Thanks for the reminder, I need to check with the place I got mine last year. Similar deal, local company that sells full sheets, stock smaller sizes, custom cuts, etc... I called them and told them what I was looking for and they said they had a lot of remnants or scrap pieces. Found the same size 1"x6"x96" for under a $100. When they're dealing with full sheet and large scale stuff, a cutting edge type piece is just a scrap to them.

Blank UHMW, Tyvar 1000 on the sticker label. I just laid my old blower edge over the top to mark the holes, drilled it out and bolted on, worked like a champ and I was very pleased with the way it scraped but did not scratch.

Forgot to mention that this stuff is very quiet when scraping on concrete, asphalt, or pavers... every little detail helps when doing high end resi's in the middle of the night.


----------



## Greenery (Jun 23, 2007)

mnlefty;1343300 said:


> Thanks for the reminder, I need to check with the place I got mine last year.
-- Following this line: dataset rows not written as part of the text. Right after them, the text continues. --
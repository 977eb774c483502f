use crate::request::SearchRequest;
use rag_lexical_index::LexicalIndex;
use rag_vector_store::DocumentSet;
use sha1::{Digest, Sha1};

/// Fingerprint of an indexed corpus: every document's id, content and
/// embedding bits, plus the tokenizer and fuzzy settings the lexical index
/// was built with. Any change to what a search could rank changes it.
pub fn corpus_fingerprint(documents: &DocumentSet, lexical: &LexicalIndex) -> String {
    let mut hasher = Sha1::new();

    hasher.update((documents.len() as u64).to_le_bytes());
    for doc in documents {
        update_str(&mut hasher, &doc.id);
        update_str(&mut hasher, &doc.content);
        hasher.update((doc.embedding.len() as u64).to_le_bytes());
        for component in &doc.embedding {
            hasher.update(component.to_bits().to_le_bytes());
        }
    }

    let tokenizer = lexical.tokenizer();
    hasher.update((tokenizer.min_token_len() as u64).to_le_bytes());
    let stopwords = tokenizer.stopwords().sorted();
    hasher.update((stopwords.len() as u64).to_le_bytes());
    for word in stopwords {
        update_str(&mut hasher, word);
    }
    hasher.update(lexical.fuzzy_threshold().to_bits().to_le_bytes());

    format!("{:x}", hasher.finalize())
}

/// Fingerprint of a request against one corpus: the corpus fingerprint, the
/// query text, the query vector's length and its first `prefix_len`
/// components, plus every parameter that shapes the ranked output (top-k,
/// weights, thresholds). Two requests that could rank differently never
/// share a key, and neither do engines over different corpora.
///
/// Floats are hashed by bit pattern, so `0.0` and `-0.0` are distinct keys.
pub fn cache_key(request: &SearchRequest, prefix_len: usize, corpus: &str) -> String {
    let mut hasher = Sha1::new();

    update_str(&mut hasher, corpus);
    update_str(&mut hasher, &request.query_text);

    hasher.update((request.query_vector.len() as u64).to_le_bytes());
    for component in request.query_vector.iter().take(prefix_len) {
        hasher.update(component.to_bits().to_le_bytes());
    }

    hasher.update((request.top_k as u64).to_le_bytes());
    for param in [
        request.text_weight,
        request.vector_weight,
        request.text_threshold,
        request.vector_threshold,
    ] {
        hasher.update(param.to_bits().to_le_bytes());
    }

    format!("{:x}", hasher.finalize())
}

fn update_str(hasher: &mut Sha1, value: &str) {
    hasher.update((value.len() as u64).to_le_bytes());
    hasher.update(value.as_bytes());
}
Similar deal, local company that sells full sheets, stock smaller sizes, custom cuts, etc... I called them and told them what I was looking for and they said they had a lot of remnants or scrap pieces. Found the same size 1"x6"x96" for under a $100. When they're dealing with full sheet and large scale stuff, a cutting edge type piece is just a scrap to them.
> 
> Blank UHMW, Tyvar 1000 on the sticker label. I just laid my old blower edge over the top to mark the holes, drilled it out and bolted on, worked like a champ and I was very pleased with the way it scraped but did not scratch.
> 
> Forgot to mention that this stuff is very quiet when scraping on concrete, asphalt, or pavers... every little detail helps when doing high end resi's in the middle of the night.
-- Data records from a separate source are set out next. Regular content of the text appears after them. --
//! # Tokenizer
//!
//! Turns free text into index terms for lexical scoring. Text is lowercased,
//! split on every character that is not alphanumeric or `_`, and filtered
//! against a stopword set and a minimum term length.
//!
//! ## Example
//!
//! ```
//! use rag_utils_tokenizer::Tokenizer;
//!
//! let tokenizer = Tokenizer::default();
//! let terms = tokenizer.tokenize("The Apple and the apple-tree");
//! assert_eq!(terms, vec!["apple", "apple", "tree"]);
//! ```

mod error;
mod stopwords;

pub use error::{Result, TokenizerError};
pub use stopwords::StopWords;

/// Terms shorter than this many characters are dropped.
pub const DEFAULT_MIN_TOKEN_LEN: usize = 3;

/// Stateless text normalizer shared by the index build and query paths.
#[derive(Debug, Clone)]
pub struct Tokenizer {
    stopwords: StopWords,
    min_token_len: usize,
}

impl Default for Tokenizer {
    fn default() -> Self {
        Self::new(StopWords::english())
    }
}

impl Tokenizer {
    /// Create a tokenizer with the given stopword set and the default
    /// minimum term length.
    pub fn new(stopwords: StopWords) -> Self {
        Self {
            stopwords,
            min_token_len: DEFAULT_MIN_TOKEN_LEN,
        }
    }

    /// Override the minimum term length (in characters).
    pub fn with_min_token_len(mut self, min_token_len: usize) -> Self {
        self.min_token_len = min_token_len;
        self
    }

    pub fn min_token_len(&self) -> usize {
        self.min_token_len
    }

    pub fn stopwords(&self) -> &StopWords {
        &self.stopwords
    }

    /// Split `text` into normalized terms.
    ///
    /// Order is preserved and repeated terms are kept; callers that need
    /// counts build them from the returned sequence.
    pub fn tokenize(&self, text: &str) -> Vec<String> {
        let lowered = text.to_lowercase();
        lowered
            .split(|c: char| !is_word_char(c))
            .filter(|term| self.keep(term))
            .map(str::to_string)
            .collect()
    }

    fn keep(&self, term: &str) -> bool {
        !term.is_empty()
            && term.chars().count() >= self.min_token_len
            && !self.stopwords.contains(term)
    }
}

fn is_word_char(c: char) -> bool {
    c.is_alphanumeric() || c == '_'
}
Are you willing to share your source? I would be interested in contacting them.

Thanks


----------



## mnlefty (Sep 17, 2009)

greenery;1343346 said:


> Are you willing to share your source? I would be interested in contacting them.
> 
> Thanks


Plastics International in Eden Prairie

http://www.plasticsintl.com/uhmw.html


----------



## ajordan193 (Dec 6, 2006)

Just ordered a 1x6x8ft piece of UHMW poly from Plastics International. Was quoted $116.20 plus shipping. Hoping to have it by the end of the week and begin the install on my daniels pull plow. I called around locally and they all wanted over $200. Midland was cheaper but their customer service when I called back to order it blew. So I went with Plastics. Thanks for all the info guys.


----------



## hawk29 (Nov 4, 2006)

How well does the UHMW hold up?


----------



## kevlars (Feb 11, 2011)

Update: I got the UHMW edge installed. It was no problem to put on. Obviously it is easy to drill holes in it. I just had to get new longer bolts. 

I don't know how it will hold up yet. We haven't had any snow yet. Other than an inch a couple weeks ago. I only did a few of my commercials. No residentials, which is where the pull plow is going to be used.

kevlars


----------



## awagner9 (May 10, 2008)

does anyone have actual measurements of the wing edges on a 90". I should receive the plow this week and want to order poly for it. the guy at midland wants measurements for cheapest qoute. the main edge is about 75.00 for 3/4x6x90. so I want to order side when i do it. thanks


----------



## kevlars (Feb 11, 2011)

I think I would go with at least an inch thick piece. It would be more rigid, at give longer life. In my opinion. That is what I got. 

Kevlars


----------



## ryde307 (Dec 3, 2009)

Thanks for the tip on the Eden Prairie place.


----------